Prompt: Working from the listing below, pick each line containing the word "single" and copy it.

___ Extracted records ___

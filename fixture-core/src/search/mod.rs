//! Dependency search over directed graphs of tables
//!
//! [`DepthFirstSearch`] expands a set of seed nodes into every node reachable
//! from them, returned in post-order. The graph is discovered lazily through
//! a [`SearchCallback`], which also decides which nodes may be visited.
//!
//! Each round runs two passes:
//!
//! 1. a reverse pass that walks incoming edges, pulling into the seed set
//!    every node that points at a seed;
//! 2. a forward pass that walks outgoing edges from every seed, recording a
//!    node only after all its targets are recorded.
//!
//! Rounds repeat, with the previous result as the new seeds, until neither
//! the seed set nor the result grows. Cycles are not an error: a node already
//! being visited is simply skipped, so every node of a cycle ends up in the
//! result exactly once.

mod cycle;
mod dependency;

use std::collections::{BTreeSet, HashSet};
use std::fmt::Debug;
use std::hash::Hash;

use indexmap::IndexSet;
use tracing::{debug, trace};

use crate::config::FixtureConfig;
use crate::error::{Error, Result};

pub use cycle::check_acyclic;
pub use dependency::{
    ForeignKey, ForeignKeyProvider, ForeignKeySearchCallback, KeyDirection, TablesDependencyHelper,
};

/// A directed edge, annotated with the key columns that produced it
#[derive(Debug, Clone, PartialEq, Eq, Hash)]
pub struct Edge<N> {
    /// Node holding the reference
    pub from: N,
    /// Node being referenced
    pub to: N,
    /// Referencing column in `from`
    pub fk_column: String,
    /// Referenced column in `to`
    pub pk_column: String,
}

impl<N> Edge<N> {
    /// Create an edge
    pub fn new(from: N, to: N, fk_column: impl Into<String>, pk_column: impl Into<String>) -> Self {
        Self {
            from,
            to,
            fk_column: fk_column.into(),
            pk_column: pk_column.into(),
        }
    }
}

impl<N: Ord> Ord for Edge<N> {
    fn cmp(&self, other: &Self) -> std::cmp::Ordering {
        self.from
            .cmp(&other.from)
            .then_with(|| self.to.cmp(&other.to))
            .then_with(|| self.pk_column.cmp(&other.pk_column))
            .then_with(|| self.fk_column.cmp(&other.fk_column))
    }
}

impl<N: Ord> PartialOrd for Edge<N> {
    fn partial_cmp(&self, other: &Self) -> Option<std::cmp::Ordering> {
        Some(self.cmp(other))
    }
}

/// Graph access used by [`DepthFirstSearch`]
pub trait SearchCallback<N> {
    /// Whether `node` may be visited at all
    fn search_node(&mut self, node: &N) -> Result<bool>;

    /// Edges touching `node`, incoming and outgoing
    fn edges(&mut self, node: &N) -> Result<BTreeSet<Edge<N>>>;

    /// Called once for every node added to the result
    fn node_added(&mut self, _node: &N) -> Result<()> {
        Ok(())
    }
}

/// Two-phase depth-first search with fixed-point iteration
#[derive(Debug, Clone, Copy, Default)]
pub struct DepthFirstSearch {
    max_depth: Option<usize>,
}

impl DepthFirstSearch {
    /// Unbounded search
    pub fn new() -> Self {
        Self::default()
    }

    /// Search that stops expanding nodes at `max_depth` hops from a seed
    pub fn with_max_depth(max_depth: Option<usize>) -> Self {
        Self { max_depth }
    }

    /// Search bounded by the configured depth
    pub fn from_config(config: &FixtureConfig) -> Self {
        Self::with_max_depth(config.search_depth)
    }

    /// Expand `seeds` into every reachable node, in post-order
    ///
    /// A callback failure aborts the search and is returned wrapped in
    /// [`Error::Search`]; no partial result is produced.
    pub fn search<N, C>(
        &self,
        seeds: impl IntoIterator<Item = N>,
        callback: &mut C,
    ) -> Result<IndexSet<N>>
    where
        N: Clone + Eq + Hash + Ord + Debug,
        C: SearchCallback<N> + ?Sized,
    {
        let mut state = SearchState {
            callback,
            max_depth: self.max_depth,
            scanned: HashSet::new(),
            reverse_scanned: HashSet::new(),
            seeds: seeds.into_iter().collect(),
            result: IndexSet::new(),
        };

        let mut sizes = (0, 0);
        let mut round = 0usize;
        loop {
            round += 1;
            state.scanned.clear();
            state.reverse_scanned.clear();

            let current: Vec<N> = state.seeds.iter().cloned().collect();
            for node in current {
                state.walk(node, Direction::Reverse)?;
            }
            let current: Vec<N> = state.seeds.iter().cloned().collect();
            for node in current {
                state.walk(node, Direction::Forward)?;
            }

            let now = (state.seeds.len(), state.result.len());
            debug!(round, seeds = now.0, result = now.1, "search round complete");
            if now == sizes {
                break;
            }
            sizes = now;
            state.seeds = state.result.clone();
        }

        Ok(state.result)
    }
}

#[derive(Debug, Clone, Copy, PartialEq, Eq)]
enum Direction {
    Forward,
    Reverse,
}

struct Frame<N> {
    node: N,
    targets: Vec<N>,
    next: usize,
    depth: usize,
}

struct SearchState<'c, N, C: ?Sized> {
    callback: &'c mut C,
    max_depth: Option<usize>,
    scanned: HashSet<N>,
    reverse_scanned: HashSet<N>,
    seeds: IndexSet<N>,
    result: IndexSet<N>,
}

fn wrap(err: Error) -> Error {
    match err {
        Error::Search(_) => err,
        other => Error::Search(Box::new(other)),
    }
}

impl<N, C> SearchState<'_, N, C>
where
    N: Clone + Eq + Hash + Ord + Debug,
    C: SearchCallback<N> + ?Sized,
{
    /// Iterative depth-first walk from `start`
    fn walk(&mut self, start: N, direction: Direction) -> Result<()> {
        let Some(first) = self.enter(start, 0, direction)? else {
            return Ok(());
        };
        let mut stack = vec![first];

        loop {
            let step = match stack.last_mut() {
                None => break,
                Some(frame) if frame.next < frame.targets.len() => {
                    frame.next += 1;
                    Some((frame.targets[frame.next - 1].clone(), frame.depth + 1))
                }
                Some(_) => None,
            };

            match step {
                Some((target, depth)) => {
                    if let Some(frame) = self.enter(target, depth, direction)? {
                        stack.push(frame);
                    }
                }
                None => {
                    if let Some(frame) = stack.pop() {
                        self.finish(frame.node, direction)?;
                    }
                }
            }
        }
        Ok(())
    }

    /// Mark `node` as visited and collect its targets, `None` if it is skipped
    fn enter(&mut self, node: N, depth: usize, direction: Direction) -> Result<Option<Frame<N>>> {
        let visited = match direction {
            Direction::Forward => &self.scanned,
            Direction::Reverse => &self.reverse_scanned,
        };
        if visited.contains(&node) {
            return Ok(None);
        }
        if !self.callback.search_node(&node).map_err(wrap)? {
            trace!(node = ?node, "node pruned");
            return Ok(None);
        }

        // a node reached at the depth bound stays unscanned so a shallower
        // visit, in this round or the next, still expands it
        let expand = self.max_depth.map_or(true, |max| depth < max);
        let targets = if expand {
            match direction {
                Direction::Forward => self.scanned.insert(node.clone()),
                Direction::Reverse => self.reverse_scanned.insert(node.clone()),
            };
            let edges = self.callback.edges(&node).map_err(wrap)?;
            match direction {
                Direction::Forward => edges
                    .into_iter()
                    .filter(|e| e.from == node)
                    .map(|e| e.to)
                    .collect(),
                Direction::Reverse => edges
                    .into_iter()
                    .filter(|e| e.to == node)
                    .map(|e| e.from)
                    .collect(),
            }
        } else {
            Vec::new()
        };

        Ok(Some(Frame {
            node,
            targets,
            next: 0,
            depth,
        }))
    }

    fn finish(&mut self, node: N, direction: Direction) -> Result<()> {
        match direction {
            Direction::Reverse => {
                self.seeds.insert(node);
            }
            Direction::Forward => {
                if self.result.insert(node.clone()) {
                    trace!(node = ?node, "node added");
                    self.callback.node_added(&node).map_err(wrap)?;
                }
            }
        }
        Ok(())
    }
}

#[cfg(test)]
pub(crate) mod tests {
    use super::*;
    use std::collections::BTreeMap;

    /// Graph over string nodes given as `from -> to` pairs
    #[derive(Default)]
    pub(crate) struct Graph {
        edges: Vec<(&'static str, &'static str)>,
        pruned: Vec<&'static str>,
        pub(crate) added: Vec<&'static str>,
        pub(crate) edge_calls: BTreeMap<&'static str, usize>,
        fail_on: Option<&'static str>,
    }

    impl Graph {
        pub(crate) fn new(edges: &[(&'static str, &'static str)]) -> Self {
            Self {
                edges: edges.to_vec(),
                ..Self::default()
            }
        }

        pub(crate) fn reversed(&self) -> Self {
            let edges: Vec<_> = self.edges.iter().map(|(a, b)| (*b, *a)).collect();
            Self::new(&edges)
        }
    }

    impl SearchCallback<&'static str> for Graph {
        fn search_node(&mut self, node: &&'static str) -> Result<bool> {
            Ok(!self.pruned.contains(node))
        }

        fn edges(&mut self, node: &&'static str) -> Result<BTreeSet<Edge<&'static str>>> {
            if self.fail_on == Some(*node) {
                return Err(Error::NoSuchTable((*node).to_string()));
            }
            *self.edge_calls.entry(*node).or_default() += 1;
            Ok(self
                .edges
                .iter()
                .filter(|(a, b)| a == node || b == node)
                .map(|(a, b)| Edge::new(*a, *b, "fk", "pk"))
                .collect())
        }

        fn node_added(&mut self, node: &&'static str) -> Result<()> {
            self.added.push(*node);
            Ok(())
        }
    }

    fn run(graph: &mut Graph, seeds: &[&'static str]) -> Vec<&'static str> {
        DepthFirstSearch::new()
            .search(seeds.iter().copied(), graph)
            .unwrap()
            .into_iter()
            .collect()
    }

    #[test]
    fn test_chain_in_post_order() {
        let mut graph = Graph::new(&[("a", "b"), ("b", "c")]);
        assert_eq!(run(&mut graph, &["a"]), vec!["c", "b", "a"]);
        assert_eq!(graph.added, vec!["c", "b", "a"]);
    }

    #[test]
    fn test_reversed_edges_give_dependents_first() {
        let mut graph = Graph::new(&[("a", "b"), ("b", "c")]).reversed();
        let result = run(&mut graph, &["a"]);
        assert_eq!(result, vec!["a", "b", "c"]);
    }

    #[test]
    fn test_reverse_pass_pulls_in_referencing_nodes() {
        // "x" points at the seed and must be discovered through the reverse pass
        let mut graph = Graph::new(&[("x", "a"), ("a", "b")]);
        let result = run(&mut graph, &["a"]);
        assert_eq!(result.len(), 3);
        let pos = |n| result.iter().position(|r| *r == n).unwrap();
        assert!(pos("b") < pos("a"));
        assert!(pos("a") < pos("x"));
    }

    #[test]
    fn test_cycle_visits_each_node_once() {
        let mut graph = Graph::new(&[("a", "b"), ("b", "c"), ("c", "a")]);
        assert_eq!(run(&mut graph, &["a"]), vec!["c", "b", "a"]);
        assert_eq!(graph.added.len(), 3);

        for seed in ["b", "c"] {
            let mut graph = Graph::new(&[("a", "b"), ("b", "c"), ("c", "a")]);
            let mut result = run(&mut graph, &[seed]);
            result.sort_unstable();
            assert_eq!(result, vec!["a", "b", "c"]);
        }
    }

    #[test]
    fn test_pruned_nodes_are_skipped() {
        let mut graph = Graph::new(&[("a", "b"), ("b", "c")]);
        graph.pruned = vec!["b"];
        assert_eq!(run(&mut graph, &["a"]), vec!["a"]);
    }

    #[test]
    fn test_empty_seeds() {
        let mut graph = Graph::new(&[("a", "b")]);
        assert!(run(&mut graph, &[]).is_empty());
        assert!(graph.edge_calls.is_empty());
    }

    #[test]
    fn test_depth_bound() {
        let mut graph = Graph::new(&[("a", "b"), ("b", "c"), ("c", "d")]);
        let result: Vec<_> = DepthFirstSearch::with_max_depth(Some(1))
            .search(["a"], &mut graph)
            .unwrap()
            .into_iter()
            .collect();
        // later rounds restart from the result, so the bound applies per round
        assert_eq!(result, vec!["b", "a", "c", "d"]);
    }

    #[test]
    fn test_depth_bound_expands_node_seen_at_bound_earlier() {
        // "b" is first reached at the bound from "a", then as a seed
        let mut graph = Graph::new(&[("a", "b"), ("b", "c")]);
        let result: Vec<_> = DepthFirstSearch::with_max_depth(Some(1))
            .search(["a", "b"], &mut graph)
            .unwrap()
            .into_iter()
            .collect();
        assert_eq!(result, vec!["b", "a", "c"]);
        assert!(graph.edge_calls.contains_key("b"));
    }

    #[test]
    fn test_depth_zero_keeps_seeds_only() {
        let mut graph = Graph::new(&[("a", "b")]);
        let result: Vec<_> = DepthFirstSearch::with_max_depth(Some(0))
            .search(["a"], &mut graph)
            .unwrap()
            .into_iter()
            .collect();
        assert_eq!(result, vec!["a"]);
        assert!(graph.edge_calls.is_empty());
    }

    #[test]
    fn test_search_is_deterministic() {
        let edges = [("x", "a"), ("a", "b"), ("a", "c"), ("c", "d"), ("y", "d")];
        let first = run(&mut Graph::new(&edges), &["a", "d"]);
        let second = run(&mut Graph::new(&edges), &["a", "d"]);
        assert_eq!(first, second);
        assert_eq!(first.len(), 6);
    }

    #[test]
    fn test_callback_error_is_wrapped() {
        let mut graph = Graph::new(&[("a", "b")]);
        graph.fail_on = Some("b");
        let err = DepthFirstSearch::new().search(["a"], &mut graph).unwrap_err();
        match err {
            Error::Search(inner) => assert!(matches!(*inner, Error::NoSuchTable(_))),
            other => panic!("unexpected error {other:?}"),
        }
    }
}
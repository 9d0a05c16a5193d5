//! Dataset consumers and row sinks

use crate::error::Result;
use crate::schema::TableMetadata;
use crate::value::Value;

/// Receiver of dataset events
///
/// Events arrive as `start_dataset`, then any number of
/// `start_table`/`row`*/`end_table` brackets, then `end_dataset`.
pub trait DataSetConsumer {
    /// A dataset begins
    fn start_dataset(&mut self) -> Result<()>;

    /// A dataset ends
    fn end_dataset(&mut self) -> Result<()>;

    /// A table begins
    fn start_table(&mut self, metadata: &TableMetadata) -> Result<()>;

    /// The current table ends
    fn end_table(&mut self) -> Result<()>;

    /// One row of the current table, in column order
    fn row(&mut self, values: &[Value]) -> Result<()>;
}

/// Write side of a database, used by
/// [`DatabaseOperation`](crate::operation::DatabaseOperation)
#[cfg_attr(test, mockall::automock)]
pub trait RowSink {
    /// Resolve dataset metadata against the target table
    ///
    /// Sinks that know the real schema return the target's types and primary
    /// key restricted to the dataset columns, in dataset column order.
    fn resolve_metadata(&self, metadata: &TableMetadata) -> Result<TableMetadata> {
        Ok(metadata.clone())
    }

    /// Insert one row
    fn insert_row(&mut self, metadata: &TableMetadata, values: &[Value]) -> Result<()>;

    /// Update the row matching the primary key; returns the rows affected
    fn update_row(&mut self, metadata: &TableMetadata, values: &[Value]) -> Result<usize>;

    /// Delete the row matching the primary key; returns the rows affected
    fn delete_row(&mut self, metadata: &TableMetadata, values: &[Value]) -> Result<usize>;

    /// Whether a row with the same primary key exists
    fn row_exists(&mut self, metadata: &TableMetadata, values: &[Value]) -> Result<bool>;

    /// Delete every row of a table
    fn delete_all(&mut self, metadata: &TableMetadata) -> Result<()>;

    /// Truncate a table
    fn truncate(&mut self, metadata: &TableMetadata) -> Result<()>;
}
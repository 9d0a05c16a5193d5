//! Format detection shared by the producers

use std::path::Path;

/// Fixture file formats
#[derive(Debug, Clone, Copy, PartialEq, Eq)]
pub enum FileFormat {
    /// A `.csv` file, or a directory of them with an ordering file
    Csv,
    /// A `.json` document mapping table names to row arrays
    Json,
}

impl FileFormat {
    /// Detect the format of a file based on its extension
    ///
    /// Directories are always CSV directories.
    pub fn detect_from_path(path: &Path) -> Option<FileFormat> {
        if path.is_dir() {
            return Some(FileFormat::Csv);
        }
        let extension = path.extension()?.to_str()?.to_lowercase();

        match extension.as_str() {
            "csv" => Some(FileFormat::Csv),
            "json" => Some(FileFormat::Json),
            _ => None,
        }
    }
}

/// Table name for a single-file fixture: the file stem
pub fn table_name_from_path(path: &Path) -> Option<&str> {
    path.file_stem()?.to_str()
}
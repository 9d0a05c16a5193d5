//! Cell values held by tables

use std::cmp::Ordering;
use std::fmt;

use chrono::{NaiveDate, NaiveDateTime, NaiveTime};
use rust_decimal::prelude::ToPrimitive;
use rust_decimal::Decimal;

/// A single cell value
///
/// Values read from files usually arrive as [`Value::Text`] and are coerced
/// by a column's [`DataType`](crate::schema::DataType) at comparison time.
#[derive(Debug, Clone, PartialEq)]
pub enum Value {
    /// SQL NULL
    Null,

    /// Boolean value
    Bool(bool),

    /// Integer value (all integer widths)
    Int(i64),

    /// Floating point value
    Float(f64),

    /// Exact numeric value
    Decimal(Decimal),

    /// Character data
    Text(String),

    /// Binary data
    Bytes(Vec<u8>),

    /// Date without time component
    Date(NaiveDate),

    /// Time without date component
    Time(NaiveTime),

    /// Timestamp without timezone
    Timestamp(NaiveDateTime),
}

impl Value {
    /// Check if this value is NULL
    pub fn is_null(&self) -> bool {
        matches!(self, Value::Null)
    }

    /// Check if this value is numeric
    pub fn is_numeric(&self) -> bool {
        matches!(self, Value::Int(_) | Value::Float(_) | Value::Decimal(_))
    }

    /// Borrow the text of a [`Value::Text`]
    pub fn as_str(&self) -> Option<&str> {
        match self {
            Value::Text(s) => Some(s),
            _ => None,
        }
    }

    /// Numeric value as `f64`
    pub fn as_f64(&self) -> Option<f64> {
        match self {
            #[allow(clippy::cast_precision_loss)]
            Value::Int(v) => Some(*v as f64),
            Value::Float(v) => Some(*v),
            Value::Decimal(v) => v.to_f64(),
            _ => None,
        }
    }

    /// Numeric value as an exact decimal
    pub fn as_decimal(&self) -> Option<Decimal> {
        match self {
            Value::Int(v) => Some(Decimal::from(*v)),
            Value::Float(v) => Decimal::try_from(*v).ok(),
            Value::Decimal(v) => Some(*v),
            _ => None,
        }
    }

    /// Ordering used when no data type is involved
    ///
    /// Null sorts first. Values of the same kind compare directly, mixed
    /// numeric kinds compare numerically, anything else compares by its
    /// text form.
    pub fn natural_cmp(&self, other: &Value) -> Ordering {
        match (self, other) {
            (Value::Null, Value::Null) => Ordering::Equal,
            (Value::Null, _) => Ordering::Less,
            (_, Value::Null) => Ordering::Greater,
            (Value::Bool(a), Value::Bool(b)) => a.cmp(b),
            (Value::Int(a), Value::Int(b)) => a.cmp(b),
            (Value::Float(a), Value::Float(b)) => {
                a.partial_cmp(b).unwrap_or_else(|| a.total_cmp(b))
            }
            (Value::Decimal(a), Value::Decimal(b)) => a.cmp(b),
            (Value::Text(a), Value::Text(b)) => a.cmp(b),
            (Value::Bytes(a), Value::Bytes(b)) => a.cmp(b),
            (Value::Date(a), Value::Date(b)) => a.cmp(b),
            (Value::Time(a), Value::Time(b)) => a.cmp(b),
            (Value::Timestamp(a), Value::Timestamp(b)) => a.cmp(b),
            (a, b) if a.is_numeric() && b.is_numeric() => numeric_cmp(a, b),
            (a, b) => a.to_string().cmp(&b.to_string()),
        }
    }
}

fn numeric_cmp(a: &Value, b: &Value) -> Ordering {
    if let (Some(x), Some(y)) = (a.as_decimal(), b.as_decimal()) {
        return x.cmp(&y);
    }
    match (a.as_f64(), b.as_f64()) {
        (Some(x), Some(y)) => x.partial_cmp(&y).unwrap_or_else(|| x.total_cmp(&y)),
        _ => a.to_string().cmp(&b.to_string()),
    }
}

impl fmt::Display for Value {
    fn fmt(&self, f: &mut fmt::Formatter<'_>) -> fmt::Result {
        match self {
            Value::Null => write!(f, "null"),
            Value::Bool(v) => write!(f, "{v}"),
            Value::Int(v) => write!(f, "{v}"),
            Value::Float(v) => write!(f, "{v}"),
            Value::Decimal(v) => write!(f, "{v}"),
            Value::Text(v) => write!(f, "{v}"),
            Value::Bytes(v) => {
                for byte in v {
                    write!(f, "{byte:02x}")?;
                }
                Ok(())
            }
            Value::Date(v) => write!(f, "{}", v.format("%Y-%m-%d")),
            Value::Time(v) => write!(f, "{}", v.format("%H:%M:%S%.f")),
            Value::Timestamp(v) => write!(f, "{}", v.format("%Y-%m-%d %H:%M:%S%.f")),
        }
    }
}

impl From<bool> for Value {
    fn from(v: bool) -> Self {
        Value::Bool(v)
    }
}

impl From<i32> for Value {
    fn from(v: i32) -> Self {
        Value::Int(i64::from(v))
    }
}

impl From<i64> for Value {
    fn from(v: i64) -> Self {
        Value::Int(v)
    }
}

impl From<f64> for Value {
    fn from(v: f64) -> Self {
        Value::Float(v)
    }
}

impl From<Decimal> for Value {
    fn from(v: Decimal) -> Self {
        Value::Decimal(v)
    }
}

impl From<&str> for Value {
    fn from(v: &str) -> Self {
        Value::Text(v.to_string())
    }
}

impl From<String> for Value {
    fn from(v: String) -> Self {
        Value::Text(v)
    }
}

impl From<NaiveDate> for Value {
    fn from(v: NaiveDate) -> Self {
        Value::Date(v)
    }
}

impl From<NaiveDateTime> for Value {
    fn from(v: NaiveDateTime) -> Self {
        Value::Timestamp(v)
    }
}

impl<T: Into<Value>> From<Option<T>> for Value {
    fn from(v: Option<T>) -> Self {
        v.map_or(Value::Null, Into::into)
    }
}
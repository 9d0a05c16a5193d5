//! Configuration for fixture loading, search and comparison

use std::fs;
use std::path::Path;

use serde::{Deserialize, Serialize};

use crate::compare::{DefaultFailureHandler, DiffCollectingFailureHandler, FailureHandler};
use crate::error::{Error, Result};

/// How tables read from a [`RowSource`](crate::source::RowSource) are held
#[derive(Debug, Clone, Copy, PartialEq, Eq, Default, Serialize, Deserialize)]
#[serde(rename_all = "snake_case")]
pub enum TableMode {
    /// Read every row into memory on first access
    #[default]
    Cached,

    /// Stream rows straight from the cursor
    ForwardOnly,
}

/// Settings for comparisons
#[derive(Debug, Clone, PartialEq, Eq, Default, Serialize, Deserialize)]
#[serde(default)]
pub struct CompareConfig {
    /// Collect every difference instead of failing on the first one
    pub collect_all: bool,

    /// Columns whose values are added to failure messages
    pub additional_columns: Vec<String>,
}

impl CompareConfig {
    /// Failure handler matching these settings
    pub fn failure_handler(&self) -> Box<dyn FailureHandler> {
        let columns = self.additional_columns.clone();
        if self.collect_all {
            let handler = DiffCollectingFailureHandler::new();
            Box::new(handler.with_additional_columns(columns))
        } else {
            let handler = DefaultFailureHandler::new();
            Box::new(handler.with_additional_columns(columns))
        }
    }
}

/// Top-level configuration
#[derive(Debug, Clone, PartialEq, Eq, Serialize, Deserialize)]
#[serde(default)]
pub struct FixtureConfig {
    /// Compare table names verbatim instead of case-folded
    pub case_sensitive_table_names: bool,

    /// Table mode for database-backed datasets
    pub table_mode: TableMode,

    /// Maximum recursion depth of dependency searches, unbounded when `None`
    pub search_depth: Option<usize>,

    /// Text read from fixture files as NULL
    pub null_token: String,

    /// Comparison settings
    pub compare: CompareConfig,
}

impl Default for FixtureConfig {
    fn default() -> Self {
        Self {
            case_sensitive_table_names: false,
            table_mode: TableMode::Cached,
            search_depth: None,
            null_token: "null".to_string(),
            compare: CompareConfig::default(),
        }
    }
}

impl FixtureConfig {
    /// Parse and validate a JSON document
    pub fn from_json_str(json: &str) -> Result<Self> {
        let config: FixtureConfig = serde_json::from_str(json)?;
        config.validate()?;
        Ok(config)
    }

    /// Load and validate a JSON file
    pub fn from_path(path: impl AsRef<Path>) -> Result<Self> {
        let contents = fs::read_to_string(path.as_ref())?;
        Self::from_json_str(&contents)
    }

    /// Check the settings for consistency
    pub fn validate(&self) -> Result<()> {
        if self.search_depth == Some(0) {
            return Err(Error::Config("search_depth must be at least 1".into()));
        }
        if self.null_token.is_empty() {
            return Err(Error::Config("null_token must not be empty".into()));
        }
        Ok(())
    }
}

#[cfg(test)]
mod tests {
    use super::*;
    use std::io::Write;

    #[test]
    fn test_defaults_from_empty_document() {
        let config = FixtureConfig::from_json_str("{}").unwrap();
        assert_eq!(config, FixtureConfig::default());
        assert_eq!(config.null_token, "null");
        assert_eq!(config.table_mode, TableMode::Cached);
    }

    #[test]
    fn test_partial_document() {
        let config = FixtureConfig::from_json_str(
            r#"{"table_mode": "forward_only", "search_depth": 3, "compare": {"collect_all": true}}"#,
        )
        .unwrap();
        assert_eq!(config.table_mode, TableMode::ForwardOnly);
        assert_eq!(config.search_depth, Some(3));
        assert!(config.compare.collect_all);
        assert!(config.compare.additional_columns.is_empty());
    }

    #[test]
    fn test_validation() {
        assert!(matches!(
            FixtureConfig::from_json_str(r#"{"search_depth": 0}"#),
            Err(Error::Config(_))
        ));
        assert!(matches!(
            FixtureConfig::from_json_str(r#"{"null_token": ""}"#),
            Err(Error::Config(_))
        ));
        assert!(matches!(
            FixtureConfig::from_json_str("{not json"),
            Err(Error::Json(_))
        ));
    }

    #[test]
    fn test_failure_handler_follows_collect_all() {
        use crate::compare::Difference;
        use crate::table::tests::grid;

        let (expected, actual) = (grid("t", 1, 1), grid("t", 2, 1));
        let difference = || Difference::row_count(&expected, &actual, 1, 2);

        let mut fail_fast = CompareConfig::default().failure_handler();
        assert!(fail_fast.handle(difference(), &expected, &actual).is_err());

        let collect = CompareConfig {
            collect_all: true,
            ..CompareConfig::default()
        };
        let mut collecting = collect.failure_handler();
        collecting.handle(difference(), &expected, &actual).unwrap();
        collecting.handle(difference(), &expected, &actual).unwrap();
        let err = collecting.finish().unwrap_err();
        assert_eq!(err.differences().len(), 2);
    }

    #[test]
    fn test_from_path() {
        let mut file = tempfile::NamedTempFile::new().unwrap();
        write!(file, r#"{{"case_sensitive_table_names": true}}"#).unwrap();
        let config = FixtureConfig::from_path(file.path()).unwrap();
        assert!(config.case_sensitive_table_names);
    }
}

___

Written solution:
/// Table name for a single-file fixture: the file stem
/// A single cell value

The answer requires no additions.